| Provided records |
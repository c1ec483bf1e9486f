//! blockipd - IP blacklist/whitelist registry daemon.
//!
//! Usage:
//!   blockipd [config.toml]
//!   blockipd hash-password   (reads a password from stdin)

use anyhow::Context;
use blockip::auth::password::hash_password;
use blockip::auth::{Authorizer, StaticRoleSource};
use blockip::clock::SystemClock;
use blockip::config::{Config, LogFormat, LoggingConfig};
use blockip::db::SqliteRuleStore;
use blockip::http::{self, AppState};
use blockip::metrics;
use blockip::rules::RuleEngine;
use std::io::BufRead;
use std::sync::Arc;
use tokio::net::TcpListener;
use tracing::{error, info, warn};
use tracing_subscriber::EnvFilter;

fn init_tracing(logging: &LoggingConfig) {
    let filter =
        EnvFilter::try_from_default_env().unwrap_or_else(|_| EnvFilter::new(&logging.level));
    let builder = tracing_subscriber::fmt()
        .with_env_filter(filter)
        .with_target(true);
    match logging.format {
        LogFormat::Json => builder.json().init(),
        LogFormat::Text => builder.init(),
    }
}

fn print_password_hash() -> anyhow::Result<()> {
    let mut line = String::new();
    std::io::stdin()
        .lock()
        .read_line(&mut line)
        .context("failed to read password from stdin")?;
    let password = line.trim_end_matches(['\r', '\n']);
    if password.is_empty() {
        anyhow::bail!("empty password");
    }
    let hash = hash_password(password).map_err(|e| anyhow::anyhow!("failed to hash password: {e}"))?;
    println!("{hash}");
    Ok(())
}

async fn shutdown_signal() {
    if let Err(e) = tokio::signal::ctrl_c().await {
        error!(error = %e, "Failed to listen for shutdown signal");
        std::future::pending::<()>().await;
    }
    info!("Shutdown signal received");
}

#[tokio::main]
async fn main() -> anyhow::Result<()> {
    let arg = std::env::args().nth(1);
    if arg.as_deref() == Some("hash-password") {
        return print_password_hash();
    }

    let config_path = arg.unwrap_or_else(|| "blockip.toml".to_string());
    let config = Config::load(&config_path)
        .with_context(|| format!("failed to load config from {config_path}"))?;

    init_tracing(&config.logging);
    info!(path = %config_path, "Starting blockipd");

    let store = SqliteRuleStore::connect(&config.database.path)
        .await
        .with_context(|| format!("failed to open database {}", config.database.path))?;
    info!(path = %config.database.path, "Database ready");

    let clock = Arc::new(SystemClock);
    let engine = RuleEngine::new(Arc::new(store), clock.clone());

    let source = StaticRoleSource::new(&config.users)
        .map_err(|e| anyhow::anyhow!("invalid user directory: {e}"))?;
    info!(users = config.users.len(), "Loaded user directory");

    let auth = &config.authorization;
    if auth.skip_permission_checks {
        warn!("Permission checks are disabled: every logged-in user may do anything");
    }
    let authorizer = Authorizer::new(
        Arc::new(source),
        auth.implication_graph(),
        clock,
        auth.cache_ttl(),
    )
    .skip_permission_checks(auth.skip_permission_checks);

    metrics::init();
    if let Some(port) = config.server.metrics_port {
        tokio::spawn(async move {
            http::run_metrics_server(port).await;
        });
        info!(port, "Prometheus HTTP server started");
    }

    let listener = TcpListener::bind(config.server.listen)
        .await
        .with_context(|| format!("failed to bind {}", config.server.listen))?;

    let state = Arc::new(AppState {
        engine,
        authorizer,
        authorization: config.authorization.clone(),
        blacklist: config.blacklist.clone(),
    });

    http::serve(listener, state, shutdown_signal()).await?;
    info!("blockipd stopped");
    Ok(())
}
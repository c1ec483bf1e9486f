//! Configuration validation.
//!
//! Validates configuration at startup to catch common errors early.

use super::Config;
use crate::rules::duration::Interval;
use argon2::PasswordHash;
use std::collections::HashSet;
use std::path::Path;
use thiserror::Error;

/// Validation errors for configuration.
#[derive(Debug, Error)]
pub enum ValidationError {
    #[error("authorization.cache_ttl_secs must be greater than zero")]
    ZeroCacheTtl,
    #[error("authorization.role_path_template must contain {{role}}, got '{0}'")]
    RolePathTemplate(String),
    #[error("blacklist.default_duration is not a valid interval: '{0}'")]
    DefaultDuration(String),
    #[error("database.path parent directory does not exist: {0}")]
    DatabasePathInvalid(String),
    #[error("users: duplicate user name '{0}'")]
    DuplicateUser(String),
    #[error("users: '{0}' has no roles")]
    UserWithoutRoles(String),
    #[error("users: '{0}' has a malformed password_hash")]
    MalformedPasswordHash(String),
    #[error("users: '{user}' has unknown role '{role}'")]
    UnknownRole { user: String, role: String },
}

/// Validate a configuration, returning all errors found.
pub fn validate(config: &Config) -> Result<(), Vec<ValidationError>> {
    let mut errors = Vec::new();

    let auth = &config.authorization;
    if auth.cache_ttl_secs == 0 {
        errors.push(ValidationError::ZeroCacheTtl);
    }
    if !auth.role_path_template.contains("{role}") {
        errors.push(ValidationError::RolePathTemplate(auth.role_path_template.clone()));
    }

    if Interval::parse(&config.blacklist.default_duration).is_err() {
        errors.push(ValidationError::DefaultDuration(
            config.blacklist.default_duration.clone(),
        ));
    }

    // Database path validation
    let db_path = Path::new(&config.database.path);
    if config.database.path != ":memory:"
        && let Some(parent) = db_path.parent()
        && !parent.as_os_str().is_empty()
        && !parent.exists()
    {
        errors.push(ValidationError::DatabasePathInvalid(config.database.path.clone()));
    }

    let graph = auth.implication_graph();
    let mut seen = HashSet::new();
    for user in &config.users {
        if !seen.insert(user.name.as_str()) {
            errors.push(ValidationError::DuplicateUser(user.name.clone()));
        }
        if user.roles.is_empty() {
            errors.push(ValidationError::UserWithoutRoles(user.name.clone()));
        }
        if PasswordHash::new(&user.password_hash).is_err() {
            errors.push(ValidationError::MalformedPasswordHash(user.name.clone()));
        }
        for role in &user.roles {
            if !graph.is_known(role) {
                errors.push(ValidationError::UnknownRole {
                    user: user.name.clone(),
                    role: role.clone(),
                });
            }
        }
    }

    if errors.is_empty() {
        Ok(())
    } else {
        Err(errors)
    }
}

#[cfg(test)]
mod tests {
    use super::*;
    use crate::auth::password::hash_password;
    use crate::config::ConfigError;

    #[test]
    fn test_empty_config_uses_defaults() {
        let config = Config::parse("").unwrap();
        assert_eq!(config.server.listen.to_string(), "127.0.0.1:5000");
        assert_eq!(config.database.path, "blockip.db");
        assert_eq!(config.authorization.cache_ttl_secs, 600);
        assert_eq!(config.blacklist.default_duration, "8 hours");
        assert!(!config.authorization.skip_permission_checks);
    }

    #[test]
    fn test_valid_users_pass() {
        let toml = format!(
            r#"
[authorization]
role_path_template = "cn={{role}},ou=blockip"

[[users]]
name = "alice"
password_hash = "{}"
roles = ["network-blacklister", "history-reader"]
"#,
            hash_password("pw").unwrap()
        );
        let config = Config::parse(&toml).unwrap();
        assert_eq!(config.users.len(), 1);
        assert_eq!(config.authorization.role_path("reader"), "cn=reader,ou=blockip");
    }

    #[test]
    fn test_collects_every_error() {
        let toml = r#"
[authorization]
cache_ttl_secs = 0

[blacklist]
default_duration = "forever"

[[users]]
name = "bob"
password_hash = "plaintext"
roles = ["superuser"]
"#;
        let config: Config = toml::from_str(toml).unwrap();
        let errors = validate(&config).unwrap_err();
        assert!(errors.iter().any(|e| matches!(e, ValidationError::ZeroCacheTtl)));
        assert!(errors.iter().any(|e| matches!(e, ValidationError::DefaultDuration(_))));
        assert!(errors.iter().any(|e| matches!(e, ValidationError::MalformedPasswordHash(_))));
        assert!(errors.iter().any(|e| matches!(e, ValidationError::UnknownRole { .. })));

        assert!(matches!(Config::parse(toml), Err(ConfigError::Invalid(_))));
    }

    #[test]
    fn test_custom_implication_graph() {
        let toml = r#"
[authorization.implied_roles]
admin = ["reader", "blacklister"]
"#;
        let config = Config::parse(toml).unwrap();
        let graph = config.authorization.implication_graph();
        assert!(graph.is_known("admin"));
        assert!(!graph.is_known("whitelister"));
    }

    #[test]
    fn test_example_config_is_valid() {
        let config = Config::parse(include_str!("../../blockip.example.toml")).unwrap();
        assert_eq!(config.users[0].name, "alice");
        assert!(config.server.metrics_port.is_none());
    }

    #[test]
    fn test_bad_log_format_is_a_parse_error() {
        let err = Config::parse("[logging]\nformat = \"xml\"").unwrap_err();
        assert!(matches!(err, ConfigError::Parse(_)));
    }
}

...

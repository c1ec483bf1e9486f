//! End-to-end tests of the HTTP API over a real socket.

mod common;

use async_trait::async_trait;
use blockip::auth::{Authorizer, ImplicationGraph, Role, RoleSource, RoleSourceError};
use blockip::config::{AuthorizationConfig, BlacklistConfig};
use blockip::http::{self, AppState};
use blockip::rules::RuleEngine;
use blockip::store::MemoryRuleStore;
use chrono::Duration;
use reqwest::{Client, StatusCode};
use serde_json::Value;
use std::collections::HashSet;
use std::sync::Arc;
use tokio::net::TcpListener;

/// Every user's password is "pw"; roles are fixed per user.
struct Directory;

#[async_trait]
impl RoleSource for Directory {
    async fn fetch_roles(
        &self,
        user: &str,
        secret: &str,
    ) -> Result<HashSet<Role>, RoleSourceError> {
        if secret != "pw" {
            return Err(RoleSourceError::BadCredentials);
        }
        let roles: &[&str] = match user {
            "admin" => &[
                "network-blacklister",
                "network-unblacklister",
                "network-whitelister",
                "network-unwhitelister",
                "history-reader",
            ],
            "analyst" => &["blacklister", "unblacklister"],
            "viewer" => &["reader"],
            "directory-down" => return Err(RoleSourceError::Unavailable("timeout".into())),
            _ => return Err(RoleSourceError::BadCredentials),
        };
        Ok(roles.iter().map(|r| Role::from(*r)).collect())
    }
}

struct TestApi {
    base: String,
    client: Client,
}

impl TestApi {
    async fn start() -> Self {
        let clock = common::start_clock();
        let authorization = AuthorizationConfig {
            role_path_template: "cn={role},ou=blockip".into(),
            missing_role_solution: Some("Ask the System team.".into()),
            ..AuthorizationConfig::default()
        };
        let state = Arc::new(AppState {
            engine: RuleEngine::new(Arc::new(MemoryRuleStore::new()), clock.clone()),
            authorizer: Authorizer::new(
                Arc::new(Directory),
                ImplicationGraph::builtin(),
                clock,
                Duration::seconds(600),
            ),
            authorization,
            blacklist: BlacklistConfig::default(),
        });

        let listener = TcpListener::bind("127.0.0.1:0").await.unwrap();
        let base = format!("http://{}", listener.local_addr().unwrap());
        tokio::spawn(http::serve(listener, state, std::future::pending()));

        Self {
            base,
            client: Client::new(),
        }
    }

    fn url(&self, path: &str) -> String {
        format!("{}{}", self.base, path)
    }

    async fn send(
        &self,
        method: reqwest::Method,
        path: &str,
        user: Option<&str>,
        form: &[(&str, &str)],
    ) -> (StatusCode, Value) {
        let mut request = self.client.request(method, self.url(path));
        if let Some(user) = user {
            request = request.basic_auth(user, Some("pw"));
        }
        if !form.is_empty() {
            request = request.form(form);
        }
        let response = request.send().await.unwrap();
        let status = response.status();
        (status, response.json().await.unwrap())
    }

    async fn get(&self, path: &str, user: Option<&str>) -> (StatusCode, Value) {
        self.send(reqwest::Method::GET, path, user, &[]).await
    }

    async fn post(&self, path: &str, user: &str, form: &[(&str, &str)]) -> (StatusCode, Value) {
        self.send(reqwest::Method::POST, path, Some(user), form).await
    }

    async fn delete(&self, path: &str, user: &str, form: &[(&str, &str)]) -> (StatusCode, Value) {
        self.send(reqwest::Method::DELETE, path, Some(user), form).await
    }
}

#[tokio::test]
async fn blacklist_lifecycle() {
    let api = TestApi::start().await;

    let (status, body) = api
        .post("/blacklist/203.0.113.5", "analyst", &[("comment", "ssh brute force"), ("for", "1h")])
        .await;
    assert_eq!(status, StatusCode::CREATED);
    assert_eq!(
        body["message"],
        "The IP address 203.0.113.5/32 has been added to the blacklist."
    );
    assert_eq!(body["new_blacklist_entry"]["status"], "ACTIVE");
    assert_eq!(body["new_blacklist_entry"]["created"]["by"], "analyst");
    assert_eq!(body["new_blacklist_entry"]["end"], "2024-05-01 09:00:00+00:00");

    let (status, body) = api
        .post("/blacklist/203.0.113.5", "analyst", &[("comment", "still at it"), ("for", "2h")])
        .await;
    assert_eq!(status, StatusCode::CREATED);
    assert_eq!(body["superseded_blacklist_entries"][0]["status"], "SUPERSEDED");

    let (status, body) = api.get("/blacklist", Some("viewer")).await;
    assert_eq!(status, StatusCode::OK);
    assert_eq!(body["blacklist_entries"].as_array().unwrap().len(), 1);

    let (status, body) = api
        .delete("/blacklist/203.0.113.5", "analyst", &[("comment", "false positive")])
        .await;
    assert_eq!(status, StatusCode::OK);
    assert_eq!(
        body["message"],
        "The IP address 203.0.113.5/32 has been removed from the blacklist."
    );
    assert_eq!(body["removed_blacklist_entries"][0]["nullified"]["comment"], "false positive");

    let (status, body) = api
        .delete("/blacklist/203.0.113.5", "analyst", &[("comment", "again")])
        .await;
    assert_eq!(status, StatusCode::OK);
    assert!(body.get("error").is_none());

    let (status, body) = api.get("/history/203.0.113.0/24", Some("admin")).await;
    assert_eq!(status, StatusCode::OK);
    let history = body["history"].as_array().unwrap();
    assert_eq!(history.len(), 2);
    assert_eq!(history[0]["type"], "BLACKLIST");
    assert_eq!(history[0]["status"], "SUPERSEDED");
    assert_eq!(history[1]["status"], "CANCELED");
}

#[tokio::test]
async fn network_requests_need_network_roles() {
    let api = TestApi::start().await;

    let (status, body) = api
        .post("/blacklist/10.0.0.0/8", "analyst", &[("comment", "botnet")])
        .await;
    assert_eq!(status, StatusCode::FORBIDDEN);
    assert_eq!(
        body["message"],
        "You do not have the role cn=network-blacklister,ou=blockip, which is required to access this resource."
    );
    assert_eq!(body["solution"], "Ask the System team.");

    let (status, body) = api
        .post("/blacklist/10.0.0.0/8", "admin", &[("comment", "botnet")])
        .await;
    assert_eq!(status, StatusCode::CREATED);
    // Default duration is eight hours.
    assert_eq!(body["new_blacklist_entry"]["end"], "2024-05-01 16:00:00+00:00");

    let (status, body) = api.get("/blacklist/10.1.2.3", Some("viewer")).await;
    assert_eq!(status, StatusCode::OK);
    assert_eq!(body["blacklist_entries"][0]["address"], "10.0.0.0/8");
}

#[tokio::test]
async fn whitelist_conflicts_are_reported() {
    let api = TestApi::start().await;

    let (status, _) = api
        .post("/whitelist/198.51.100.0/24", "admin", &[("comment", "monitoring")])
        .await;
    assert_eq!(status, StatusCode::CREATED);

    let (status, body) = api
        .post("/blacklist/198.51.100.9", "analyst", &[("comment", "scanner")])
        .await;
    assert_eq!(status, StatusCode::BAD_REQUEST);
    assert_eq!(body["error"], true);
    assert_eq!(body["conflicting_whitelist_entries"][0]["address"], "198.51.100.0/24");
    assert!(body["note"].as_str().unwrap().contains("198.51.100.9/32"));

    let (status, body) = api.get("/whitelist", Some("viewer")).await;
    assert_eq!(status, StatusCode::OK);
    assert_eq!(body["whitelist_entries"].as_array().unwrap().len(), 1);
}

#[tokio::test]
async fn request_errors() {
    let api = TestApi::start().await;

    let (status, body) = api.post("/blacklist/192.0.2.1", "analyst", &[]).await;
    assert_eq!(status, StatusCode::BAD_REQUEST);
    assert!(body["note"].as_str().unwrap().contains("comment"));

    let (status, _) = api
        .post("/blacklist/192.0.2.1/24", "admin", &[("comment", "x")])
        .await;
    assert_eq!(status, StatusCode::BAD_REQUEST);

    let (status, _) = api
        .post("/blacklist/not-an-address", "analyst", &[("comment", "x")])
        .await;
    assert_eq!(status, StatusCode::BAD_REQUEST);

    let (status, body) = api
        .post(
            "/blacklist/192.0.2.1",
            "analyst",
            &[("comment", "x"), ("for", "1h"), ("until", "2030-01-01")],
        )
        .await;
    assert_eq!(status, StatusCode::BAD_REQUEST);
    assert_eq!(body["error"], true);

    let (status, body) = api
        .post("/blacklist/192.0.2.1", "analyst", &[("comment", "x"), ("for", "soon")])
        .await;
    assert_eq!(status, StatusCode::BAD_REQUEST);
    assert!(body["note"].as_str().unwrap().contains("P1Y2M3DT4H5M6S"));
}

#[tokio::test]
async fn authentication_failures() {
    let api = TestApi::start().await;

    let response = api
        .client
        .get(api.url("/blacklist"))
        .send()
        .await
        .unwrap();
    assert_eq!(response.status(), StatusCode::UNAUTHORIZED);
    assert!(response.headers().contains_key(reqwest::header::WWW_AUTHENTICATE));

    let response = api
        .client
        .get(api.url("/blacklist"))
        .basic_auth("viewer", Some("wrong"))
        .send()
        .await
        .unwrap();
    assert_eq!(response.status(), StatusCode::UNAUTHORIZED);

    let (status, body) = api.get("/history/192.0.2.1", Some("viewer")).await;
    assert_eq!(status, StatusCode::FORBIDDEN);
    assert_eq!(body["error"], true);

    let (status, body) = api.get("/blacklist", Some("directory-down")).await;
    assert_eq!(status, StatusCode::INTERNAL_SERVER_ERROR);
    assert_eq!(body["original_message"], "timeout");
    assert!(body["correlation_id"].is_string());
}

| Work task |
The required answer is the exact run of lines above starting at the line with "let listener = TcpListener::bind(config.server.listen)" and ending at the line with "use super::Config;", with both ends present.

| Answer |
    let listener = TcpListener::bind(config.server.listen)
        .await
        .with_context(|| format!("failed to bind {}", config.server.listen))?;

    let state = Arc::new(AppState {
        engine,
        authorizer,
        authorization: config.authorization.clone(),
        blacklist: config.blacklist.clone(),
    });

    http::serve(listener, state, shutdown_signal()).await?;
    info!("blockipd stopped");
    Ok(())
}
repository c1ec483bf1e9486f
//! Configuration validation.
//!
//! Validates configuration at startup to catch common errors early.

use super::Config;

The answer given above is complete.